I had a wonderful mentor in my medical school who was a pathologist. I adored how he taught pathology with sincere passion. Although I really enjoyed learning pathology and admired my mentor, I kept moving along my journey into clinical rotations with my original goal of being a thoracic surgeon.

It wasn't until I was in the middle of my surgery rotation that I really understood how much I love pathophysiology. I realized how much I enjoyed asking and answering the “whys” of a disease process and presentation and evaluating specimens grossly - so much so, that I often found myself following surgical resection specimens out of the operating rooms into the frozen section laboratory. It was then that I reflected back on what I truly enjoyed in medicine and what I wanted to be in my career. I thought about my mentor and realized that he represented not only what I wanted to be professionally (a pathologist) but personally (a passionate educator who truly cared about his students’ professional and personal development) as well. So when I get to mentor students now, I’m reminded of and inspired by my mentor and the impact he had on me, and I hope that one day, I can be that for another student.

What are you looking forward to accomplishing in these roles in the future?

Enhancing students’ understanding of how pathology plays a role in the larger clinical picture of health care delivery. A lot of times pathology is the "black box" of medicine: you ask a question and an answer comes out, and people don't understand the inner workings of what the process of getting that answer looks like and what it could look like as a potential career for them.

What are some of the characteristics that describe students who come to Michigan?

They are incredibly inquisitive and well-rounded. You have everything from art history and music majors to biology majors. The sheer amount of talent and broad interests that our students have never ceases to amaze me.

What do you like to do outside of the med school?

I love snowboarding whenever I get the chance. I also live to eat and will travel far in search of new restaurants. I generally love outdoor activities: hiking, biking, kayaking - anything that gets me outdoors and playing, I am a fan of.

What is your advice to a prospective student who is considering the University of Michigan Medical School for their medical education?

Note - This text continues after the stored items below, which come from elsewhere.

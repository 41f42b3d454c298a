// ==========================================
// 待打包订单发运系统 - 参考号合并引擎
// ==========================================
// 规则:
// - 分组键 = referencia（区分大小写，精确匹配）
// - 分组顺序 = 参考号首次出现顺序
// - 标量字段取首行；UCC 按暂存顺序全部收集，不去重
// - 超出容量时不截断，标记 overflow 交由发运层拒绝
// ==========================================

use crate::domain::{ImportRow, ShipmentGroup};
use std::collections::HashMap;
use tracing::{debug, warn};

/// 单个分组的 UCC 容量
#[derive(Debug, Clone, Copy, PartialEq, Eq, Default)]
pub enum ItemCapacity {
    #[default]
    Unbounded,
    Max(usize),
}

impl ItemCapacity {
    pub fn from_option(max: Option<usize>) -> Self {
        match max {
            Some(n) if n > 0 => ItemCapacity::Max(n),
            _ => ItemCapacity::Unbounded,
        }
    }

    fn exceeded_by(&self, count: usize) -> bool {
        matches!(self, ItemCapacity::Max(max) if count > *max)
    }
}

/// 按参考号合并暂存行
pub fn group_by_reference(rows: &[ImportRow], capacity: ItemCapacity) -> Vec<ShipmentGroup> {
    let mut index: HashMap<&str, usize> = HashMap::new();
    let mut groups: Vec<ShipmentGroup> = Vec::new();

    for row in rows {
        match index.get(row.referencia.as_str()) {
            Some(&pos) => {
                let group = &mut groups[pos];
                group.uccs.push(row.pk.clone());
                group.row_numbers.push(row.row_number);
            }
            None => {
                index.insert(row.referencia.as_str(), groups.len());
                groups.push(ShipmentGroup {
                    referencia: row.referencia.clone(),
                    first_row: row.clone(),
                    uccs: vec![row.pk.clone()],
                    row_numbers: vec![row.row_number],
                    overflow: None,
                });
            }
        }
    }

    for group in &mut groups {
        if capacity.exceeded_by(group.uccs.len()) {
            warn!(
                referencia = %group.referencia,
                items = group.uccs.len(),
                capacity = ?capacity,
                "分组 UCC 数超出容量"
            );
            group.overflow = Some(group.uccs.len());
        }
    }

    debug!(rows = rows.len(), groups = groups.len(), "参考号合并完成");
    groups
}
// ==========================================
// 待打包订单发运系统 - 补货完成API
// ==========================================

use crate::api::error::ApiResult;
use crate::config::DispatchConfigReader;
use crate::fulfillment::{
    build_completion, CapturedQuantity, SupplyCompletionService, SupplyOrder, SupplyProductLine,
};
use serde::{Deserialize, Serialize};
use std::sync::Arc;
use tracing::{info, instrument};

pub const MSG_COMPLETED: &str = "Alta exitosa";

/// 补货完成请求
#[derive(Debug, Clone, Serialize, Deserialize)]
pub struct SupplyCompletionRequest {
    pub order: SupplyOrder,
    pub lines: Vec<SupplyProductLine>,
    pub products: Vec<CapturedQuantity>,
}

#[derive(Debug, Clone, Serialize, Deserialize)]
pub struct SupplyCompletionResponse {
    pub success: bool,
    pub message: String,
}

pub struct SupplyApi {
    config: Arc<dyn DispatchConfigReader>,
    service: Arc<dyn SupplyCompletionService>,
}

impl SupplyApi {
    pub fn new(config: Arc<dyn DispatchConfigReader>, service: Arc<dyn SupplyCompletionService>) -> Self {
        Self { config, service }
    }

    /// 提交补货完成
    #[instrument(skip(self, request), fields(order_no = request.order.order_no, ue_no = %request.order.ue_no))]
    pub async fn complete(&self, request: &SupplyCompletionRequest) -> ApiResult<SupplyCompletionResponse> {
        let payload = build_completion(&request.order, &request.lines, &request.products)?;
        let url = self.config.get_supply_completion_url().await?;

        self.service.complete(&url, &payload).await?;
        info!(products = payload.productos_suministrados.len(), "补货完成");

        Ok(SupplyCompletionResponse {
            success: true,
            message: MSG_COMPLETED.to_string(),
        })
    }
}
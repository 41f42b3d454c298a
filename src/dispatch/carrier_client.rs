// ==========================================
// 待打包订单发运系统 - 承运商客户端
// ==========================================
// CarrierService: 发运层依赖的承运商接口（便于替换/测试）
// SoapCarrierClient: SOAP 1.1 over HTTP 实现，显式超时
// 地址/超时/SOAPAction/命名空间随每次调用传入，修改配置后下一次发运即生效
// ==========================================

use crate::config::CarrierSettings;
use crate::dispatch::envelope::{parse_fault, SoapEnvelope};
use crate::dispatch::error::{CarrierError, DispatchError};
use crate::dispatch::payload::EmbarqueRequest;
use async_trait::async_trait;
use std::time::Duration;
use tracing::{debug, instrument};

/// 响应体截断长度（写入日志/台账）
const BODY_EXCERPT_CHARS: usize = 512;

/// 承运商受理回执
#[derive(Debug, Clone, PartialEq, Eq)]
pub struct CarrierReceipt {
    pub http_status: u16,
    pub body_excerpt: String,
}

// ==========================================
// CarrierService Trait
// ==========================================
#[async_trait]
pub trait CarrierService: Send + Sync {
    /// 创建一票发运
    ///
    /// # 参数
    /// - settings: 本次发运读取的承运商配置
    /// - request: 发运报文
    ///
    /// # 返回
    /// - Ok(CarrierReceipt): 承运商受理
    /// - Err(CarrierError): 传输失败/HTTP 错误/SOAP Fault
    async fn create_shipment(
        &self,
        settings: &CarrierSettings,
        request: &EmbarqueRequest,
    ) -> Result<CarrierReceipt, CarrierError>;
}

// ==========================================
// SoapCarrierClient
// ==========================================
pub struct SoapCarrierClient {
    client: reqwest::Client,
    envelope: SoapEnvelope,
}

impl SoapCarrierClient {
    /// 创建客户端（连接池共享，超时按请求设置）
    pub fn new() -> Result<Self, DispatchError> {
        let client = reqwest::Client::builder()
            .build()
            .map_err(|e| DispatchError::ClientInit(e.to_string()))?;
        let envelope = SoapEnvelope::new().map_err(|e| DispatchError::ClientInit(e.to_string()))?;

        Ok(Self { client, envelope })
    }
}

fn map_send_error(err: reqwest::Error, timeout: Duration) -> CarrierError {
    if err.is_timeout() {
        CarrierError::Timeout(timeout.as_millis() as u64)
    } else {
        CarrierError::Transport(err.to_string())
    }
}

#[async_trait]
impl CarrierService for SoapCarrierClient {
    #[instrument(
        skip(self, settings, request),
        fields(endpoint = %settings.endpoint_url, referencia = %request.embarques.embarque.referencia2)
    )]
    async fn create_shipment(
        &self,
        settings: &CarrierSettings,
        request: &EmbarqueRequest,
    ) -> Result<CarrierReceipt, CarrierError> {
        let body = self.envelope.render(&settings.namespace, request)?;

        let response = self
            .client
            .post(&settings.endpoint_url)
            .timeout(settings.timeout)
            .header(reqwest::header::CONTENT_TYPE, "text/xml; charset=utf-8")
            .header("SOAPAction", format!("\"{}\"", settings.soap_action))
            .body(body)
            .send()
            .await
            .map_err(|e| map_send_error(e, settings.timeout))?;

        let status = response.status();
        let text = response
            .text()
            .await
            .map_err(|e| map_send_error(e, settings.timeout))?;
        let excerpt: String = text.chars().take(BODY_EXCERPT_CHARS).collect();
        debug!(http_status = status.as_u16(), "承运商响应");

        // Fault 常以 500 返回，先于状态码判断
        if let Some((code, message)) = parse_fault(&text) {
            return Err(CarrierError::Fault { code, message });
        }

        if !status.is_success() {
            return Err(CarrierError::HttpStatus {
                status: status.as_u16(),
                body: excerpt,
            });
        }

        Ok(CarrierReceipt {
            http_status: status.as_u16(),
            body_excerpt: excerpt,
        })
    }
}
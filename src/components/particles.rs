//! XSD particle occurrence bounds
//!
//! Particles carry `(minOccurs, maxOccurs)`. Arithmetic on the maximum
//! saturates at `unbounded` so bound propagation through nested groups can
//! never overflow.

use std::fmt;

/// Upper occurrence bound
#[derive(Debug, Clone, Copy, PartialEq, Eq, Hash)]
pub enum MaxOccurs {
    /// A finite bound
    Bounded(u32),
    /// `maxOccurs="unbounded"`
    Unbounded,
}

impl MaxOccurs {
    /// Parse from the attribute value
    pub fn from_str(s: &str) -> Option<Self> {
        match s.trim() {
            "unbounded" => Some(MaxOccurs::Unbounded),
            n => n.parse().ok().map(MaxOccurs::Bounded),
        }
    }

    /// The finite bound, if any
    pub fn bound(&self) -> Option<u32> {
        match self {
            MaxOccurs::Bounded(n) => Some(*n),
            MaxOccurs::Unbounded => None,
        }
    }

    /// Saturating sum
    pub fn add(self, other: MaxOccurs) -> MaxOccurs {
        match (self, other) {
            (MaxOccurs::Bounded(a), MaxOccurs::Bounded(b)) => {
                a.checked_add(b).map_or(MaxOccurs::Unbounded, MaxOccurs::Bounded)
            }
            _ => MaxOccurs::Unbounded,
        }
    }

    /// Saturating product; zero absorbs unbounded
    pub fn mul(self, other: MaxOccurs) -> MaxOccurs {
        match (self, other) {
            (MaxOccurs::Bounded(0), _) | (_, MaxOccurs::Bounded(0)) => MaxOccurs::Bounded(0),
            (MaxOccurs::Bounded(a), MaxOccurs::Bounded(b)) => {
                a.checked_mul(b).map_or(MaxOccurs::Unbounded, MaxOccurs::Bounded)
            }
            _ => MaxOccurs::Unbounded,
        }
    }

    /// Larger of two bounds
    pub fn max(self, other: MaxOccurs) -> MaxOccurs {
        match (self, other) {
            (MaxOccurs::Bounded(a), MaxOccurs::Bounded(b)) => MaxOccurs::Bounded(a.max(b)),
            _ => MaxOccurs::Unbounded,
        }
    }

    /// Smaller of two bounds
    pub fn min(self, other: MaxOccurs) -> MaxOccurs {
        match (self, other) {
            (MaxOccurs::Bounded(a), MaxOccurs::Bounded(b)) => MaxOccurs::Bounded(a.min(b)),
            (MaxOccurs::Bounded(a), MaxOccurs::Unbounded)
            | (MaxOccurs::Unbounded, MaxOccurs::Bounded(a)) => MaxOccurs::Bounded(a),
            _ => MaxOccurs::Unbounded,
        }
    }

    /// True if `count` goes past this bound
    pub fn is_exceeded(&self, count: u32) -> bool {
        match self {
            MaxOccurs::Bounded(n) => count > *n,
            MaxOccurs::Unbounded => false,
        }
    }
}

impl fmt::Display for MaxOccurs {
    fn fmt(&self, f: &mut fmt::Formatter<'_>) -> fmt::Result {
        match self {
            MaxOccurs::Bounded(n) => write!(f, "{}", n),
            MaxOccurs::Unbounded => f.write_str("unbounded"),
        }
    }
}

/// Occurrence bounds for a particle (minOccurs, maxOccurs)
#[derive(Debug, Clone, Copy, PartialEq, Eq, Hash)]
pub struct Occurs {
    /// Minimum number of occurrences (default 1)
    pub min: u32,
    /// Maximum number of occurrences (default 1)
    pub max: MaxOccurs,
}

impl Occurs {
    /// Create new occurrence bounds
    pub fn new(min: u32, max: MaxOccurs) -> Self {
        Self { min, max }
    }

    /// Bounded `{min, max}`
    pub fn range(min: u32, max: u32) -> Self {
        Self::new(min, MaxOccurs::Bounded(max))
    }

    /// Default occurrence (1, 1)
    pub fn once() -> Self {
        Self::range(1, 1)
    }

    /// Optional occurrence (0, 1)
    pub fn optional() -> Self {
        Self::range(0, 1)
    }

    /// Zero or more (0, unbounded)
    pub fn zero_or_more() -> Self {
        Self::new(0, MaxOccurs::Unbounded)
    }

    /// One or more (1, unbounded)
    pub fn one_or_more() -> Self {
        Self::new(1, MaxOccurs::Unbounded)
    }

    /// Empty (0, 0)
    pub fn empty() -> Self {
        Self::range(0, 0)
    }

    /// Check if this particle can be empty (minOccurs == 0)
    pub fn is_emptiable(&self) -> bool {
        self.min == 0
    }

    /// Check if this particle contributes nothing (maxOccurs == 0)
    pub fn is_empty(&self) -> bool {
        self.max == MaxOccurs::Bounded(0)
    }

    /// Check if this is exactly (1, 1)
    pub fn is_once(&self) -> bool {
        self.min == 1 && self.max == MaxOccurs::Bounded(1)
    }

    /// Bounds that need an iteration counter: m > 1 or a finite n > 1
    pub fn needs_counter(&self) -> bool {
        self.min > 1 || matches!(self.max, MaxOccurs::Bounded(n) if n > 1)
    }

    /// Multiply both bounds (nested particle under a group)
    pub fn times(&self, outer: &Occurs) -> Occurs {
        Occurs {
            min: self.min.saturating_mul(outer.min),
            max: self.max.mul(outer.max),
        }
    }
}

impl Default for Occurs {
    fn default() -> Self {
        Self::once()
    }
}

impl fmt::Display for Occurs {
    fn fmt(&self, f: &mut fmt::Formatter<'_>) -> fmt::Result {
        write!(f, "{{{},{}}}", self.min, self.max)
    }
}

#[cfg(test)]
mod tests {
    use super::*;

    #[test]
    fn test_occurs_constructors() {
        assert!(Occurs::once().is_once());
        assert!(Occurs::optional().is_emptiable());
        assert!(Occurs::empty().is_empty());
        assert_eq!(Occurs::zero_or_more().max, MaxOccurs::Unbounded);
        assert_eq!(Occurs::default(), Occurs::once());
    }

    #[test]
    fn test_needs_counter() {
        assert!(!Occurs::once().needs_counter());
        assert!(!Occurs::optional().needs_counter());
        assert!(!Occurs::zero_or_more().needs_counter());
        assert!(!Occurs::one_or_more().needs_counter());
        assert!(Occurs::range(1, 2).needs_counter());
        assert!(Occurs::range(2, 2).needs_counter());
        assert!(Occurs::new(2, MaxOccurs::Unbounded).needs_counter());
    }

    #[test]
    fn test_max_saturation() {
        let big = MaxOccurs::Bounded(u32::MAX);
        assert_eq!(big.add(MaxOccurs::Bounded(1)), MaxOccurs::Unbounded);
        assert_eq!(big.mul(MaxOccurs::Bounded(2)), MaxOccurs::Unbounded);
        assert_eq!(MaxOccurs::Unbounded.mul(MaxOccurs::Bounded(0)), MaxOccurs::Bounded(0));
        assert_eq!(
            MaxOccurs::Bounded(3).min(MaxOccurs::Unbounded),
            MaxOccurs::Bounded(3)
        );
        assert_eq!(
            MaxOccurs::Bounded(3).max(MaxOccurs::Bounded(5)),
            MaxOccurs::Bounded(5)
        );
    }

    #[test]
    fn test_times() {
        let inner = Occurs::range(1, 2);
        let outer = Occurs::range(2, 2);
        assert_eq!(inner.times(&outer), Occurs::range(2, 4));
        assert_eq!(
            Occurs::optional().times(&Occurs::one_or_more()),
            Occurs::zero_or_more()
        );
    }

    #[test]
    fn test_parse_max() {
        assert_eq!(MaxOccurs::from_str("unbounded"), Some(MaxOccurs::Unbounded));
        assert_eq!(MaxOccurs::from_str(" 7 "), Some(MaxOccurs::Bounded(7)));
        assert_eq!(MaxOccurs::from_str("-1"), None);
        assert_eq!(Occurs::range(1, 3).to_string(), "{1,3}");
    }
}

Just keep an open mind. You come into medical school with potential preconceived notions of what you like and what you are good at, and I think that people who keep an open mind might be pleasantly surprised by the vast array of opportunities that will arise just by keeping all the doors open.

The new curriculum gives students a lot more time to explore who they are, especially after their clinical rotations, to make a more comprehensive decision of what they will pursue for the rest of their career. This is something unique that I don't see in many other institutions.